「なぜか急に涙が出る…」適応障害の原因と治療法
「最近、なぜか急に涙が出る」「不安感やだるさが続き、仕事に行くのが辛い」
精神的に不安定さは、「甘え」と捉えられてしまうこともありそうですよね。
しかし、精神的な不安定さは、もしかしたら適応障害の症状かもしれません。
この適応障害とはどういった病気なのでしょうか。
今回、適応障害について説明します。
適応障害とは?
新しい環境に足を踏み入れるときには、誰しも不安や緊張を感じるもの。
しかし、ストレスがあまりにも大きくなってしまったらどうでしょう。

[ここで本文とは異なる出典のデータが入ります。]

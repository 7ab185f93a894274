//! Cache Usage Accounting
//!
//! Lock-free [`CacheApi`] implementation that keeps the RAM and disk footprint
//! of every entry reporting to it.

use std::sync::atomic::{AtomicU64, Ordering};

use chrono::{DateTime, Utc};
use serde::{Deserialize, Serialize};
use tracing::trace;

use super::api::CacheApi;
use super::key::SequenceTime;
use super::storage::StorageMode;

/// Memory and disk accounting fed by entry notifications
#[derive(Debug, Default)]
pub struct UsageTracker {
    // Footprint
    ram_bytes: AtomicU64,
    disk_bytes: AtomicU64,
    ram_entries: AtomicU64,
    disk_entries: AtomicU64,

    // Event counters
    allocations: AtomicU64,
    destructions: AtomicU64,
    evictions_to_disk: AtomicU64,
    reloads_from_disk: AtomicU64,
    resizes: AtomicU64,
}

/// Saturating subtraction on an atomic counter
fn saturating_sub(counter: &AtomicU64, amount: u64) {
    let _ = counter.fetch_update(Ordering::Relaxed, Ordering::Relaxed, |v| {
        Some(v.saturating_sub(amount))
    });
}

impl UsageTracker {
    pub fn new() -> Self {
        Self::default()
    }

    fn footprint(&self, storage: StorageMode) -> (&AtomicU64, &AtomicU64) {
        match storage {
            StorageMode::Ram => (&self.ram_bytes, &self.ram_entries),
            StorageMode::Disk => (&self.disk_bytes, &self.disk_entries),
        }
    }

    fn add(&self, storage: StorageMode, size: usize) {
        let (bytes, entries) = self.footprint(storage);
        bytes.fetch_add(size as u64, Ordering::Relaxed);
        entries.fetch_add(1, Ordering::Relaxed);
    }

    fn sub(&self, storage: StorageMode, size: usize) {
        let (bytes, entries) = self.footprint(storage);
        saturating_sub(bytes, size as u64);
        saturating_sub(entries, 1);
    }

    pub fn ram_bytes(&self) -> u64 {
        self.ram_bytes.load(Ordering::Relaxed)
    }

    pub fn disk_bytes(&self) -> u64 {
        self.disk_bytes.load(Ordering::Relaxed)
    }

    pub fn ram_entries(&self) -> u64 {
        self.ram_entries.load(Ordering::Relaxed)
    }

    pub fn disk_entries(&self) -> u64 {
        self.disk_entries.load(Ordering::Relaxed)
    }

    /// RAM plus disk bytes
    pub fn total_bytes(&self) -> u64 {
        self.ram_bytes() + self.disk_bytes()
    }

    /// Point-in-time copy of every counter
    pub fn snapshot(&self) -> UsageSnapshot {
        UsageSnapshot {
            ram_bytes: self.ram_bytes(),
            disk_bytes: self.disk_bytes(),
            ram_entries: self.ram_entries(),
            disk_entries: self.disk_entries(),
            allocations: self.allocations.load(Ordering::Relaxed),
            destructions: self.destructions.load(Ordering::Relaxed),
            evictions_to_disk: self.evictions_to_disk.load(Ordering::Relaxed),
            reloads_from_disk: self.reloads_from_disk.load(Ordering::Relaxed),
            resizes: self.resizes.load(Ordering::Relaxed),
            taken_at: Utc::now(),
        }
    }
}

impl CacheApi for UsageTracker {
    fn notify_entry_size_changed(&self, old_size: usize, new_size: usize) {
        trace!(old_size, new_size, "entry size changed");
        self.resizes.fetch_add(1, Ordering::Relaxed);
        if new_size >= old_size {
            self.ram_bytes
                .fetch_add((new_size - old_size) as u64, Ordering::Relaxed);
        } else {
            saturating_sub(&self.ram_bytes, (old_size - new_size) as u64);
        }
    }

    fn notify_entry_allocated(&self, time: SequenceTime, size: usize) {
        trace!(time, size, "entry allocated");
        self.allocations.fetch_add(1, Ordering::Relaxed);
        self.add(StorageMode::Ram, size);
    }

    fn notify_entry_destroyed(&self, time: SequenceTime, size: usize, storage: StorageMode) {
        trace!(time, size, %storage, "entry destroyed");
        self.destructions.fetch_add(1, Ordering::Relaxed);
        self.sub(storage, size);
    }

    fn notify_entry_storage_changed(
        &self,
        old_storage: StorageMode,
        new_storage: StorageMode,
        time: SequenceTime,
        size: usize,
    ) {
        trace!(time, size, from = %old_storage, to = %new_storage, "entry storage changed");
        if old_storage == new_storage {
            return;
        }
        match new_storage {
            StorageMode::Disk => self.evictions_to_disk.fetch_add(1, Ordering::Relaxed),
            StorageMode::Ram => self.reloads_from_disk.fetch_add(1, Ordering::Relaxed),
        };
        self.sub(old_storage, size);
        self.add(new_storage, size);
    }
}

/// Serializable usage figures
#[derive(Debug, Clone, Serialize, Deserialize)]
pub struct UsageSnapshot {
    pub ram_bytes: u64,
    pub disk_bytes: u64,
    pub ram_entries: u64,
    pub disk_entries: u64,
    pub allocations: u64,
    pub destructions: u64,
    pub evictions_to_disk: u64,
    pub reloads_from_disk: u64,
    pub resizes: u64,
    pub taken_at: DateTime<Utc>,
}

// =============================================================================
// Tests
// =============================================================================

ストレスに対処できず、精神的不安定な状態が続くかもしれません。
大きなストレスに自分自身で対処できずに、不安感や抑うつ気分が続くのが適応障害。
甘えといわれることもある適応障害ですが、患者さんは症状が長引くと、重症化することも。
患者さんは病気の認識を持ち、治療を行うことが重要です。
症状
適応障害に罹ると、過度に心配したり、気持ちが落ち込んでしまったり、意欲が低下してしまったりします。
さらに、イライラしたり、涙もろくなったり、学校や仕事に行けなくなったりすることもあります。

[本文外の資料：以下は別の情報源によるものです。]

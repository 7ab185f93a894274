//! Cache API as seen by cache entries
//!
//! A governing cache implements [`CacheApi`] to keep its global RAM/disk
//! accounting in step with every entry it manages. Entries hold only a weak
//! handle to it: the cache must outlive its entries, and an entry whose cache
//! is gone simply stops reporting.

use super::key::SequenceTime;
use super::storage::StorageMode;

/// Notifications issued by cache entries.
///
/// Calls are made synchronously from whichever thread drives the entry. The
/// registry holds no map-wide lock at that point, only the notifying entry's
/// own lock, so implementations may query the registry but must not lock
/// that same entry.
pub trait CacheApi: Send + Sync {
    /// An entry's buffer was resized
    fn notify_entry_size_changed(&self, old_size: usize, new_size: usize);

    /// An entry committed its storage
    fn notify_entry_allocated(&self, time: SequenceTime, size: usize);

    /// An entry released its storage for good
    fn notify_entry_destroyed(&self, time: SequenceTime, size: usize, storage: StorageMode);

    /// An entry moved between RAM residency and pure-disk residency
    fn notify_entry_storage_changed(
        &self,
        old_storage: StorageMode,
        new_storage: StorageMode,
        time: SequenceTime,
        size: usize,
    );
}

適応障害が長引くと、うつ病を引き起こしてしまう可能性があります。
そのため、適応障害は、うつ病の一歩手前と考えられる場合もあります。
うつ病と異なるのは、適応障害の症状が、環境の変化と関連があることや、ストレスがなくなると症状の回復が見られること。

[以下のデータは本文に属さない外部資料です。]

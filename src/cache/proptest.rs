//! Property-Based Tests for Cache Entries
//!
//! # Test Properties
//!
//! 1. **Determinism**: equal key fields always give the same hash
//! 2. **Order Sensitivity**: swapping two distinct words changes the hash
//! 3. **Path Round-trip**: every hash survives hash -> path -> hash
//! 4. **Allocation Sizes**: RAM buffers hold exactly `count * size_of::<T>()` bytes

#![cfg(test)]

use std::path::Path;

use proptest::prelude::*;

use super::hash::Hash64;
use super::key::{FrameKey, HashKey};
use super::layout;
use super::storage::{StorageBuffer, StorageMode};
use super::BUCKET_COUNT;

// =============================================================================
// Property Strategies
// =============================================================================

fn channels_strategy() -> impl Strategy<Value = String> {
    prop::sample::select(vec!["r", "rgb", "rgba", "a", "xyz", "uv"]).prop_map(String::from)
}

fn frame_key_strategy() -> impl Strategy<Value = FrameKey> {
    (
        any::<i32>(),
        0i32..4,
        1u32..8192,
        1u32..8192,
        0u32..8,
        channels_strategy(),
        any::<u64>(),
    )
        .prop_map(|(time, view, width, height, level, channels, node_hash)| {
            FrameKey::new(width, height, channels)
                .with_time(time)
                .with_view(view)
                .with_mipmap_level(level)
                .with_node_hash(node_hash)
        })
}

fn hash_words(words: &[u64]) -> u64 {
    let mut hash = Hash64::new();
    for word in words {
        hash.append(*word);
    }
    hash.compute_hash();
    hash.value()
}

// =============================================================================
// Hash Properties
// =============================================================================

proptest! {
    #![proptest_config(ProptestConfig::with_cases(200))]

    /// Two keys built from the same fields agree, and so does a clone
    #[test]
    fn prop_key_hash_deterministic(fields in frame_key_strategy()) {
        let a = HashKey::new(fields.clone());
        let b = HashKey::new(fields);
        prop_assert_eq!(a.hash(), b.hash());
        prop_assert_eq!(a.clone().hash(), a.hash());
    }

    /// Reset then recompute yields the same value for unchanged fields
    #[test]
    fn prop_reset_recomputes_same_value(fields in frame_key_strategy()) {
        let key = HashKey::new(fields);
        let first = key.hash();
        key.reset_hash();
        prop_assert_eq!(key.hash(), first);
    }

    /// The accumulator is order-sensitive
    #[test]
    fn prop_swapping_words_changes_hash(a in any::<u64>(), b in any::<u64>(), tail in any::<u64>()) {
        prop_assume!(a != b);
        prop_assert_ne!(hash_words(&[a, b, tail]), hash_words(&[b, a, tail]));
    }

    /// A changed time always yields a different key
    #[test]
    fn prop_time_changes_hash(fields in frame_key_strategy(), delta in 1i32..1000) {
        let other = fields.clone().with_time(fields.time.wrapping_add(delta));
        prop_assert_ne!(HashKey::new(fields).hash(), HashKey::new(other).hash());
    }
}

// =============================================================================
// Layout Properties
// =============================================================================

proptest! {
    #![proptest_config(ProptestConfig::with_cases(500))]

    #[test]
    fn prop_path_round_trip(hash in any::<u64>()) {
        let path = layout::path_for_hash(Path::new("/cache"), hash).unwrap();
        prop_assert_eq!(layout::hash_from_path(&path), Some(hash));
    }

    #[test]
    fn prop_bucket_in_range(hash in any::<u64>()) {
        let bucket = layout::bucket_for_hash(hash);
        prop_assert_eq!(bucket.len(), 2);
        let index = usize::from_str_radix(&bucket, 16).unwrap();
        prop_assert!(index < BUCKET_COUNT);
        prop_assert_eq!(index as u64, hash >> 56);
    }
}

// =============================================================================
// Allocation Properties
// =============================================================================

proptest! {
    #![proptest_config(ProptestConfig::with_cases(100))]

    #[test]
    fn prop_ram_allocation_size(count in 0u64..65536) {
        let mut buf = StorageBuffer::<f32>::new();
        buf.allocate(count, 0, Path::new("")).unwrap();

        prop_assert_eq!(buf.storage_mode(), StorageMode::Ram);
        prop_assert_eq!(buf.size(), count as usize * 4);
        prop_assert_eq!(buf.len(), count as usize);
        prop_assert!(buf.readable().unwrap().iter().all(|v| *v == 0.0));
    }

    #[test]
    fn prop_reallocate_keeps_prefix(initial in 1u64..512, target in 0u64..1024) {
        let mut buf = StorageBuffer::<u16>::new();
        buf.allocate(initial, 0, Path::new("")).unwrap();
        for (i, v) in buf.writable().unwrap().iter_mut().enumerate() {
            *v = i as u16;
        }

        buf.reallocate(target).unwrap();
        prop_assert_eq!(buf.size(), target as usize * 2);

        let kept = initial.min(target) as usize;
        let data = buf.readable().unwrap();
        for (i, v) in data.iter().enumerate() {
            let expected = if i < kept { i as u16 } else { 0 };
            prop_assert_eq!(*v, expected);
        }
    }
}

いずれにしても、軽度のうつ状態が見られるのが適応障害です。
原因
なぜ、適応障害は発症するのでしょうか。
私たちの日常生活では、ストレスを引き起こすような変化が多く生じます。
日常的なストレスは、借金などの金銭的問題や、離婚などを含む人間関係の問題、身体的・精神的な病気などです。
さらには、進学や就職、結婚などの人生の岐路。新しい生活に適応していかなければならない状況では、一見、喜ばしい出来事でも、ストレスが発生します。
しかし、ストレスがあまりにも大きすぎて、環境に適応することができなかった場合、適応障害が発症するといわれています。
疾患率
適応障害には、どのくらいの方が罹るのでしょうか。調査によると、人口の1%が疾患するといわれます。
女性の方が、男性よりも、疾患率がおよそ2倍も高いとのこと。特に独身女性に、発症リスクが高いといわれています。小児期や青年期では、男女の疾患率の差はほぼみられません。
治療法
適応障害の治療として効果的なのは、ストレスの原因の除去です。
暴力をふるう恋人がストレスなら、少し彼から離れてみたり、他の人に相談してみてたりすること。
職場環境に問題があるのなら、信頼できる同僚や上司に相談してみること。それでもストレスが除去できないのなら、思い切って仕事を変えてみるのもいいかもしれません。
もちろん、適応障害の患者さんの考え方に問題があるということもあります。
そんなときには、患者さんの考え方や行動を変えるため認知行動療法を行っていきましょう。
ストレスをどのように受け止めるかは、人それぞれ異なります。認知行動療法を行うことで、認知や行動の歪みを調整し、偏ったものの受け取り方を変化させていきましょう。
それに加え、不安や不眠に対して用いられるベンゾジアゼピン系の薬や、うつ状態に使われる抗うつ薬を投与する薬物療法も効果があります。
しかし、適応障害の薬物療法は、「症状の治療として薬を使う」という対症療法。つまり、根本的な治療にはなりません。
薬物療法だけではうまくいかないことが多いため、ストレス原因の特定やカウンセリングが重要です。
まとめ
適応障害は、対処しきれないほどに、ストレスが大きくなると罹ってしまう病気です。
患者さんが弱いから、甘えているから適応障害になるわけではありません。
一見、喜ばしいことが原因にもなり得るのです。
つまり、ポジティブなことでも、私たちは新しい出来事でストレスを感じやすい傾向があるのです。
適応障害に罹ったら、自分では気づかなかったストレスと向き合うことで、ストレスへの対処法を学んでいくことが重要です。